Foto: APA / EPA / Khaled Elfiqi

Überraschend hat Ägyptens Präsident Abdelfattah al-Sisi am Wochenende die Regierung von Premier Ibrahim Mahlab entlassen und so Spekulationen um den Austausch weiterer Minister nach dem Platzen eines großen Korruptionsskandals im Agrarressort ein Ende gesetzt. Ein neues Technokratenkabinett wird ebenfalls nur wenige Monate im Amt bleiben – so lange, bis das Parlament nach den Wahlen im Oktober und November seine Arbeit aufnimmt.

Mit dem bisherigen Erdölminister Sherif Ismail soll jener Minister vorerst das Zepter übernehmen, auf dessen Leistungsbilanz die meisten positiven Entwicklungen vermerkt sind. Erst vor wenigen Tagen konnte er die Entdeckung eines Gasfelds im Mittelmeer vermelden. Er hat es geschafft, die Energiekrise zu entschärfen und einen ersten Schritt zum Abbau der Erdöl-Subventionen vorzunehmen. Ismail, ein Ingenieur, war jahrelang für private und staatliche Ölfirmen tätig, bevor er 2013 zum Erdölminister ernannt wurde. Schon unter Mubarak war er einige Zeit als Vizeminister in diesem Ressort.

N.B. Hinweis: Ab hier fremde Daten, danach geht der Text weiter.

// SPDX-License-Identifier: MIT
//
// Copyright (c) 2025 Alexandre Severino
//
// Permission is hereby granted, free of charge, to any person obtaining a copy
// of this software and associated documentation files (the "Software"), to deal
// in the Software without restriction, including without limitation the rights
// to use, copy, modify, merge, publish, distribute, sublicense, and/or sell
// copies of the Software, and to permit persons to whom the Software is
// furnished to do so, subject to the following conditions:
//
// The above copyright notice and this permission notice shall be included in
// all copies or substantial portions of the Software.
//
// THE SOFTWARE IS PROVIDED "AS IS", WITHOUT WARRANTY OF ANY KIND, EXPRESS OR
// IMPLIED, INCLUDING BUT NOT LIMITED TO THE WARRANTIES OF MERCHANTABILITY,
// FITNESS FOR A PARTICULAR PURPOSE AND NONINFRINGEMENT. IN NO EVENT SHALL THE
// AUTHORS OR COPYRIGHT HOLDERS BE LIABLE FOR ANY CLAIM, DAMAGES OR OTHER
// LIABILITY, WHETHER IN AN ACTION OF CONTRACT, TORT OR OTHERWISE, ARISING FROM,
// OUT OF OR IN CONNECTION WITH THE SOFTWARE OR THE USE OR OTHER DEALINGS IN THE
// SOFTWARE.

use crate::{
    geometry::point::{Point2, Point3},
    numeric::scalar::{RefArith, Scalar},
};

/// Twice the signed area of `(a, b, c)`:
/// - >0 if counter-clockwise
/// - <0 if clockwise
/// - =0 if collinear
pub fn orient2d<T>(a: &Point2<T>, b: &Point2<T>, c: &Point2<T>) -> T
where
    T: Scalar,
    for<'a> &'a T: RefArith<T>,
{
    let ab = a.vector_to(b);
    let ac = a.vector_to(c);
    &(&ab[0] * &ac[1]) - &(&ab[1] * &ac[0])
}

/// Six times the signed volume of the tetrahedron `(a, b, c, d)`:
/// `((b - a) x (c - a)) . (d - a)`. Positive when `d` lies on the side the
/// counter-clockwise normal of `(a, b, c)` points to.
pub fn orient3d<T>(a: &Point3<T>, b: &Point3<T>, c: &Point3<T>, d: &Point3<T>) -> T
where
    T: Scalar,
    for<'a> &'a T: RefArith<T>,
{
    let ab = a.vector_to(b);
    let ac = a.vector_to(c);
    let ad = a.vector_to(d);
    ab.cross(&ac).dot(&ad)
}

/// Positive when `d` lies strictly inside the circle through the
/// counter-clockwise triangle `(a, b, c)`, zero when on it.
pub fn incircle<T>(a: &Point2<T>, b: &Point2<T>, c: &Point2<T>, d: &Point2<T>) -> T
where
    T: Scalar,
    for<'a> &'a T: RefArith<T>,
{
    let ad = d.vector_to(a);
    let bd = d.vector_to(b);
    let cd = d.vector_to(c);

    let alift = &(&ad[0] * &ad[0]) + &(&ad[1] * &ad[1]);
    let blift = &(&bd[0] * &bd[0]) + &(&bd[1] * &bd[1]);
    let clift = &(&cd[0] * &cd[0]) + &(&cd[1] * &cd[1]);

    let bc = &(&bd[0] * &cd[1]) - &(&cd[0] * &bd[1]);
    let ca = &(&cd[0] * &ad[1]) - &(&ad[0] * &cd[1]);
    let ab = &(&ad[0] * &bd[1]) - &(&bd[0] * &ad[1]);

    &(&(&alift * &bc) + &(&blift * &ca)) + &(&clift * &ab)
}

#[cfg(test)]
mod tests {
    use super::*;
    use crate::numeric::ExactRational;

    fn p3(x: i32, y: i32, z: i32) -> Point3<ExactRational> {
        Point3::from_vals([x, y, z])
    }

    #[test]
    fn ccw_test() {
        let a = Point2::<ExactRational>::from_vals([0, 0]);
        let b = Point2::from_vals([1, 0]);
        let c = Point2::from_vals([0, 1]);
        assert_eq!(orient2d(&a, &b, &c).sign(), 1);
        assert_eq!(orient2d(&a, &c, &b).sign(), -1);
    }

    #[test]
    fn incircle_signs() {
        let a = Point2::<ExactRational>::from_vals([0, 0]);
        let b = Point2::from_vals([2, 0]);
        let c = Point2::from_vals([0, 2]);
        assert_eq!(incircle(&a, &b, &c, &Point2::from_vals([1, 1])).sign(), 1);
        assert_eq!(incircle(&a, &b, &c, &Point2::from_vals([2, 2])).sign(), 0);
        assert_eq!(incircle(&a, &b, &c, &Point2::from_vals([3, 3])).sign(), -1);
    }

    #[test]
    fn orientation_3d_signs() {
        let (a, b, c) = (p3(0, 0, 0), p3(1, 0, 0), p3(0, 1, 0));
        assert_eq!(orient3d(&a, &b, &c, &p3(0, 0, 1)).sign(), 1);
        assert_eq!(orient3d(&a, &b, &c, &p3(0, 0, -1)).sign(), -1);
        assert_eq!(orient3d(&a, &b, &c, &p3(1, 1, 0)).sign(), 0);
    }
}
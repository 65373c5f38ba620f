use chrono::NaiveDate;

use super::Dialect;
use crate::db::{Counterparty, Entry, EntryHash, Iban, Money};
use crate::error::{Error, Result};

const HEADER: &[&str] = &[
    "Auftragskonto",
    "Buchungstag",
    "Valutadatum",
    "Buchungstext",
    "Verwendungszweck",
    "Glaeubiger ID",
    "Mandatsreferenz",
    "Kundenreferenz (End-to-End)",
    "Sammlerreferenz",
    "Lastschrift Ursprungsbetrag",
    "Auslagenersatz Ruecklastschrift",
    "Beguenstigter/Zahlungspflichtiger",
    "Kontonummer/IBAN",
    "BIC (SWIFT-Code)",
    "Betrag",
    "Waehrung",
    "Info",
];

const INDEX_IBAN: usize = 0;
const INDEX_DATE: usize = 1;
const INDEX_TYPE: usize = 3;
const INDEX_MESSAGE: usize = 4;
const INDEX_MANDATE_REFERENCE: usize = 6;
const INDEX_CUSTOMER_REFERENCE: usize = 7;
const INDEX_COLLECTION_REFERENCE: usize = 8;
const INDEX_OTHER_NAME: usize = 11;
const INDEX_OTHER_IBAN: usize = 12;
const INDEX_AMOUNT: usize = 14;

/// Sparkasse puts this in the counterparty account column of entries without a
/// counterparty, e.g. account fees.
const NO_COUNTERPARTY_ACCOUNT: &str = "0000000000";

/// Two digit years in booking dates are relative to this year
const CENTURY: i32 = 2000;

const HASH_TAG: &str = "sparkasse-csv";

/// CSV-CAMT export of the German Sparkasse online banking.
pub struct SparkasseCsv;

impl Dialect for SparkasseCsv {
    fn name(&self) -> &'static str {
        "Sparkasse CSV"
    }

    fn header(&self) -> &'static [&'static str] {
        HEADER
    }

    fn parse_row(&self, row: &[String], line: usize) -> Result<Entry> {
        let field = |index: usize| row[index].as_str();

        // The hash is computed from the raw fields so that parsing changes don't affect it
        let hash = EntryHash::of_raw_fields(
            HASH_TAG,
            [
                INDEX_IBAN,
                INDEX_DATE,
                INDEX_TYPE,
                INDEX_MESSAGE,
                INDEX_AMOUNT,
                INDEX_OTHER_NAME,
                INDEX_OTHER_IBAN,
                INDEX_MANDATE_REFERENCE,
                INDEX_CUSTOMER_REFERENCE,
                INDEX_COLLECTION_REFERENCE,
            ]
            .map(field),
        );

        let iban = parse_iban(field(INDEX_IBAN), line)?;
        let date = parse_date(field(INDEX_DATE)).ok_or_else(|| Error::InvalidDate {
            line,
            value: field(INDEX_DATE).to_string(),
        })?;
        let amount = field(INDEX_AMOUNT)
            .parse::<Money>()
            .map_err(|source| Error::InvalidAmount {
                line,
                value: field(INDEX_AMOUNT).to_string(),
                source,
            })?;
        let other_name = field(INDEX_OTHER_NAME);
        let other_iban = field(INDEX_OTHER_IBAN);
        let other = if other_name.is_empty() || other_iban == NO_COUNTERPARTY_ACCOUNT {
            None
        } else {
            Some(Counterparty {
                name: other_name.to_string(),
                iban: parse_iban(other_iban, line)?,
            })
        };

        Ok(Entry {
            hash,
            group_id: None,
            iban,
            date,
            entry_type: field(INDEX_TYPE).to_string(),
            message: field(INDEX_MESSAGE).to_string(),
            amount_cents: amount,
            other,
        })
    }
}

fn parse_iban(value: &str, line: usize) -> Result<Iban> {
    value.parse().map_err(|source| Error::InvalidIban {
        line,
        value: value.to_string(),
        source,
    })
}

/// Parses `D.M.YY`, day and month may have leading zeros.
fn parse_date(value: &str) -> Option<NaiveDate> {
    let mut parts = value.trim().split('.');
    let day = parse_number(parts.next()?, 2)?;
    let month = parse_number(parts.next()?, 2)?;
    let short_year = parse_number(parts.next()?, 2)?;
    if parts.next().is_some() {
        return None;
    }
    NaiveDate::from_ymd_opt(CENTURY + short_year as i32, month, day)
}

fn parse_number(digits: &str, max_len: usize) -> Option<u32> {
    if digits.is_empty() || digits.len() > max_len || !digits.bytes().all(|b| b.is_ascii_digit())
    {
        return None;
    }
    digits.parse().ok()
}
use std::net::{IpAddr, Ipv4Addr};
use std::path::PathBuf;
use std::str::FromStr;

use clap::{Parser, Subcommand};

use crate::db::Iban;

/// Import bank CSV exports into a local database of monthly account chunks.
#[derive(Parser, Debug)]
pub struct Args {
    /// Directory the database is stored in
    #[clap(long, global = true, env = "MONEYDB_DIR", default_value = ".runtime/db")]
    pub db_dir: PathBuf,

    /// Database name. If given, the database is created if it doesn't exist yet
    /// and renamed if it has a different name.
    #[clap(long, global = true, env = "MONEYDB_NAME")]
    pub name: Option<String>,

    #[clap(subcommand)]
    pub command: Command,
}

#[derive(Debug, Subcommand)]
pub enum Command {
    /// Create a new database in the database directory
    Init,

    /// Import bank CSV exports into the database
    Import {
        #[clap(required = true)]
        files: Vec<PathBuf>,
    },

    /// Print name, groups and stored months of the database
    Info,

    /// Print the entries of one account for one month
    ListEntries { iban: Iban, month: YearMonth },

    /// Add a group, given as ordered ID=NAME members
    AddGroup {
        #[clap(required = true, value_parser = parse_group_member)]
        members: Vec<(String, String)>,
    },

    /// Serve the database read-only over HTTP
    Serve {
        #[clap(long, default_value_t = IpAddr::V4(Ipv4Addr::LOCALHOST))]
        address: IpAddr,

        #[clap(long, default_value_t = 8080)]
        port: u16,
    },
}

/// A month given as `YYYY-MM`
#[derive(Debug, Clone, Copy, PartialEq, Eq)]
pub struct YearMonth {
    pub year: i32,
    pub month: u32,
}

impl FromStr for YearMonth {
    type Err = String;

    fn from_str(s: &str) -> Result<Self, Self::Err> {
        let invalid = || format!("Expected YYYY-MM but got {s:?}");
        let (year, month) = s.split_once('-').ok_or_else(invalid)?;
        if year.len() != 4 || month.len() != 2 {
            return Err(invalid());
        }
        let year = year.parse().map_err(|_| invalid())?;
        let month = month.parse().map_err(|_| invalid())?;
        if !(1..=12).contains(&month) {
            return Err(invalid());
        }
        Ok(Self { year, month })
    }
}

fn parse_group_member(s: &str) -> Result<(String, String), String> {
    let (id, name) = s
        .split_once('=')
        .ok_or_else(|| format!("Expected ID=NAME but got {s:?}"))?;
    if id.is_empty() {
        return Err(format!("Missing group member id in {s:?}"));
    }
    Ok((id.to_string(), name.to_string()))
}

pub fn parse() -> Args {
    Args::parse()
}
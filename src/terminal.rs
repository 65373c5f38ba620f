mod bullet_points;

pub use bullet_points::BulletPointPrinter;
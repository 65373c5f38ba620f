use std::net::IpAddr;

use anyhow::Result;
use rocket::serde::json::Json;
use rocket::{get, routes, Build, Config, Rocket, State};
use serde::Serialize;

use crate::db::{Database, Group};

#[derive(Serialize)]
struct DbInfo {
    name: String,
}

/// Serves the database read-only until the server is shut down (e.g. with Ctrl+C).
pub async fn serve(db: Database, address: IpAddr, port: u16) -> Result<()> {
    let server = mount(
        rocket::custom(Config {
            log_level: rocket::config::LogLevel::Critical,
            address,
            port,
            ..Default::default()
        }),
        db,
    )
    .ignite()
    .await?;
    log::info!("Listening on http://{address}:{port}");
    server.launch().await?;
    Ok(())
}

fn mount(rocket: Rocket<Build>, db: Database) -> Rocket<Build> {
    rocket
        .manage(db)
        .mount("/api", routes![dbinfo, groups])
}

#[get("/dbinfo")]
fn dbinfo(db: &State<Database>) -> Json<DbInfo> {
    Json(DbInfo { name: db.name() })
}

#[get("/groups")]
fn groups(db: &State<Database>) -> Json<Vec<Group>> {
    Json(db.groups())
}
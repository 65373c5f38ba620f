use chrono::{Datelike as _, NaiveDate};
use serde::{Deserialize, Serialize};
use sha2::{Digest as _, Sha256};

use super::{ChunkKey, GroupId, Iban, Money};

/// Content hash of the raw source fields an entry was imported from. Used to
/// recognize entries that were already imported.
#[derive(Serialize, Deserialize, Clone, Debug, PartialEq, Eq, PartialOrd, Ord, Hash)]
pub struct EntryHash(pub String);

impl EntryHash {
    /// Hashes `source_tag|field1|field2|...` with SHA-256.
    pub fn of_raw_fields<'a>(source_tag: &str, fields: impl IntoIterator<Item = &'a str>) -> Self {
        let mut hasher = Sha256::new();
        hasher.update(source_tag.as_bytes());
        for field in fields {
            hasher.update(b"|");
            hasher.update(field.as_bytes());
        }
        Self(hex::encode(hasher.finalize()))
    }
}

#[derive(Serialize, Deserialize, Clone, Debug, PartialEq, Eq)]
pub struct Counterparty {
    pub name: String,
    pub iban: Iban,
}

#[derive(Serialize, Deserialize, Clone, Debug, PartialEq, Eq)]
#[serde(rename_all = "camelCase")]
pub struct Entry {
    pub hash: EntryHash,
    #[serde(default, skip_serializing_if = "Option::is_none")]
    pub group_id: Option<GroupId>,
    pub iban: Iban,
    pub date: NaiveDate,
    #[serde(rename = "type")]
    pub entry_type: String,
    pub message: String,
    pub amount_cents: Money,
    #[serde(default, skip_serializing_if = "Option::is_none")]
    pub other: Option<Counterparty>,
}

impl Entry {
    pub fn chunk_key(&self) -> ChunkKey {
        ChunkKey {
            iban: self.iban.clone(),
            year: self.date.year(),
            month: self.date.month(),
        }
    }
}
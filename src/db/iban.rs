use serde::{Deserialize, Serialize};
use std::fmt::{self, Debug, Display, Formatter};
use std::str::FromStr;
use thiserror::Error;

/// Character classes of the BBAN format notation in the SWIFT IBAN registry
#[derive(Clone, Copy, Debug)]
enum CharClass {
    /// `n`: digits
    N,
    /// `a`: uppercase letters
    A,
    /// `c`: digits and uppercase letters
    C,
}
use self::CharClass::{A, C, N};

impl CharClass {
    fn matches(self, c: char) -> bool {
        match self {
            N => c.is_ascii_digit(),
            A => c.is_ascii_uppercase(),
            C => c.is_ascii_digit() || c.is_ascii_uppercase(),
        }
    }
}

/// BBAN layout per country as (length, class) runs, taken from the SWIFT IBAN registry.
/// The IBAN is the country code, two check digits and the BBAN.
const BBAN_FORMATS: &[(&str, &[(usize, CharClass)])] = &[
    ("AD", &[(8, N), (12, C)]),
    ("AE", &[(19, N)]),
    ("AL", &[(8, N), (16, C)]),
    ("AT", &[(16, N)]),
    ("AZ", &[(4, A), (20, C)]),
    ("BA", &[(16, N)]),
    ("BE", &[(12, N)]),
    ("BG", &[(4, A), (6, N), (8, C)]),
    ("BH", &[(4, A), (14, C)]),
    ("BR", &[(23, N), (1, A), (1, C)]),
    ("BY", &[(4, C), (4, N), (16, C)]),
    ("CH", &[(5, N), (12, C)]),
    ("CR", &[(18, N)]),
    ("CY", &[(8, N), (16, C)]),
    ("CZ", &[(20, N)]),
    ("DE", &[(18, N)]),
    ("DK", &[(14, N)]),
    ("DO", &[(4, C), (20, N)]),
    ("EE", &[(16, N)]),
    ("EG", &[(25, N)]),
    ("ES", &[(20, N)]),
    ("FI", &[(14, N)]),
    ("FO", &[(14, N)]),
    ("FR", &[(10, N), (11, C), (2, N)]),
    ("GB", &[(4, A), (14, N)]),
    ("GE", &[(2, A), (16, N)]),
    ("GI", &[(4, A), (15, C)]),
    ("GL", &[(14, N)]),
    ("GR", &[(7, N), (16, C)]),
    ("GT", &[(24, C)]),
    ("HR", &[(17, N)]),
    ("HU", &[(24, N)]),
    ("IE", &[(4, A), (14, N)]),
    ("IL", &[(19, N)]),
    ("IQ", &[(4, A), (15, N)]),
    ("IS", &[(22, N)]),
    ("IT", &[(1, A), (10, N), (12, C)]),
    ("JO", &[(4, A), (4, N), (18, C)]),
    ("KW", &[(4, A), (22, C)]),
    ("KZ", &[(3, N), (13, C)]),
    ("LB", &[(4, N), (20, C)]),
    ("LC", &[(4, A), (24, C)]),
    ("LI", &[(5, N), (12, C)]),
    ("LT", &[(16, N)]),
    ("LU", &[(3, N), (13, C)]),
    ("LV", &[(4, A), (13, C)]),
    ("MC", &[(10, N), (11, C), (2, N)]),
    ("MD", &[(20, C)]),
    ("ME", &[(18, N)]),
    ("MK", &[(3, N), (10, C), (2, N)]),
    ("MR", &[(23, N)]),
    ("MT", &[(4, A), (5, N), (18, C)]),
    ("MU", &[(4, A), (19, N), (3, A)]),
    ("NL", &[(4, A), (10, N)]),
    ("NO", &[(11, N)]),
    ("PK", &[(4, A), (16, C)]),
    ("PL", &[(24, N)]),
    ("PS", &[(4, A), (21, C)]),
    ("PT", &[(21, N)]),
    ("QA", &[(4, A), (21, C)]),
    ("RO", &[(4, A), (16, C)]),
    ("RS", &[(18, N)]),
    ("SA", &[(2, N), (18, C)]),
    ("SC", &[(4, A), (20, N), (3, A)]),
    ("SE", &[(20, N)]),
    ("SI", &[(15, N)]),
    ("SK", &[(20, N)]),
    ("SM", &[(1, A), (10, N), (12, C)]),
    ("ST", &[(21, N)]),
    ("SV", &[(4, A), (20, N)]),
    ("TL", &[(19, N)]),
    ("TN", &[(20, N)]),
    ("TR", &[(6, N), (16, C)]),
    ("UA", &[(6, N), (19, C)]),
    ("VA", &[(18, N)]),
    ("VG", &[(4, A), (16, N)]),
    ("XK", &[(16, N)]),
];

#[derive(Debug, Error, Clone, PartialEq, Eq)]
pub enum IbanError {
    #[error("IBAN is empty")]
    Empty,
    #[error("IBAN contains invalid character {0:?}")]
    InvalidCharacter(char),
    #[error("IBAN must start with a two letter country code")]
    InvalidCountryCode,
    #[error("Unknown country {0:?}")]
    UnknownCountry(String),
    #[error("Expected {expected} characters for this country but got {found}")]
    InvalidLength { expected: usize, found: usize },
    #[error("Account number doesn't match the format for {0}")]
    InvalidBban(String),
    #[error("Check digits must be two digits between 02 and 98")]
    InvalidCheckDigits,
    #[error("Checksum mismatch")]
    ChecksumMismatch,
}

/// A validated IBAN in its canonical form, i.e. uppercase without spaces.
#[derive(Clone, PartialEq, Eq, PartialOrd, Ord, Hash, Serialize, Deserialize)]
#[serde(try_from = "String", into = "String")]
pub struct Iban(String);

impl Iban {
    pub fn as_str(&self) -> &str {
        &self.0
    }
}

impl FromStr for Iban {
    type Err = IbanError;

    fn from_str(input: &str) -> Result<Self, IbanError> {
        let canonical: String = input
            .chars()
            .filter(|c| *c != ' ')
            .map(|c| c.to_ascii_uppercase())
            .collect();
        validate(&canonical)?;
        Ok(Self(canonical))
    }
}

fn validate(iban: &str) -> Result<(), IbanError> {
    if iban.is_empty() {
        return Err(IbanError::Empty);
    }
    if let Some(invalid) = iban.chars().find(|c| !c.is_ascii_alphanumeric()) {
        return Err(IbanError::InvalidCharacter(invalid));
    }
    if iban.len() < 2 || !iban[..2].chars().all(|c| c.is_ascii_uppercase()) {
        return Err(IbanError::InvalidCountryCode);
    }
    let country = &iban[..2];
    let bban_format = BBAN_FORMATS
        .iter()
        .find(|(code, _)| *code == country)
        .map(|(_, format)| *format)
        .ok_or_else(|| IbanError::UnknownCountry(country.to_string()))?;
    let expected = 4 + bban_format.iter().map(|(length, _)| length).sum::<usize>();
    if iban.len() != expected {
        return Err(IbanError::InvalidLength {
            expected,
            found: iban.len(),
        });
    }
    let check_digits: u32 = iban[2..4]
        .parse()
        .map_err(|_| IbanError::InvalidCheckDigits)?;
    if !(2..=98).contains(&check_digits) {
        return Err(IbanError::InvalidCheckDigits);
    }
    let mut bban = &iban[4..];
    for &(length, class) in bban_format {
        let (part, rest) = bban.split_at(length);
        if !part.chars().all(|c| class.matches(c)) {
            return Err(IbanError::InvalidBban(country.to_string()));
        }
        bban = rest;
    }
    if mod97(iban) != 1 {
        return Err(IbanError::ChecksumMismatch);
    }
    Ok(())
}

/// ISO 7064 MOD 97-10 over the rearranged IBAN. Expects alphanumeric ASCII input.
fn mod97(iban: &str) -> u32 {
    let rearranged = iban[4..].chars().chain(iban[..4].chars());
    rearranged.fold(0, |remainder, c| {
        // Letters expand to two digits (A = 10 ... Z = 35)
        let value = c.to_digit(36).unwrap_or(0);
        let shift = if value < 10 { 10 } else { 100 };
        (remainder * shift + value) % 97
    })
}

impl TryFrom<String> for Iban {
    type Error = IbanError;

    fn try_from(value: String) -> Result<Self, IbanError> {
        value.parse()
    }
}

impl From<Iban> for String {
    fn from(iban: Iban) -> Self {
        iban.0
    }
}

impl Display for Iban {
    fn fmt(&self, f: &mut Formatter<'_>) -> fmt::Result {
        f.write_str(&self.0)
    }
}

impl Debug for Iban {
    fn fmt(&self, f: &mut Formatter<'_>) -> fmt::Result {
        write!(f, "Iban({})", self.0)
    }
}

Mit der Entlassung von Mahlab und seiner "Bulldozer-Regierung" – der Bauingenieur Mahlab hatte bei seiner Ernennung versprochen, wie ein Bulldozer sämtliche Vorhaben schnell umzusetzen – reagiert Sisi auf die zunehmenden gesellschaftlichen Spannungen und die Enttäuschung in der Bevölkerung über Fehlleistungen und zum Teil auch Korruption.

Unrealistische Versprechen

Die Kritik betraf insbesondere das Gesundheits-, aber auch das Erziehungsministerium, dem Unregelmäßigkeiten bei der Zuteilung von Studienplätzen vorgeworfen wurden. Mehrere der angekündigten Großprojekte waren ganz einfach unrealistisch. Etwa das Versprechen, in einem Jahr eine Million Wohnungen mit einer Firma aus den Vereinigten Arabischen Emiraten zu bauen. Jetzt ist die Rede von 100.000.

Allerdings: Sämtlicher Unmut aus der Bevölkerung traf bisher stets die Regierung und nie den Präsidenten. Dass es in verschiedenen Segmenten der Bevölkerung gärt, ist ganz offensichtlich. In diesen Tagen gewinnt ein Boykottaufruf zum Verzicht auf den Kauf von Fleisch wegen der steigenden Preise immer mehr Zulauf. Aber am lautesten sind die Staatsangestellten. Vor einigen Wochen waren hunderte Polizisten auf der Straße, um gegen die schlechten Arbeitsbedingungen zu demonstrieren, und seit Monaten sorgt ein neues Beamtengesetz für Proteste verschiedener Berufsgruppen. Mit dem Gesetz werden vor allem Besoldung und Beförderung neu geregelt. Es wurde ohne Anhörung der Betroffenen in Kraft gesetzt, die nun um ihren Besitzstand fürchten.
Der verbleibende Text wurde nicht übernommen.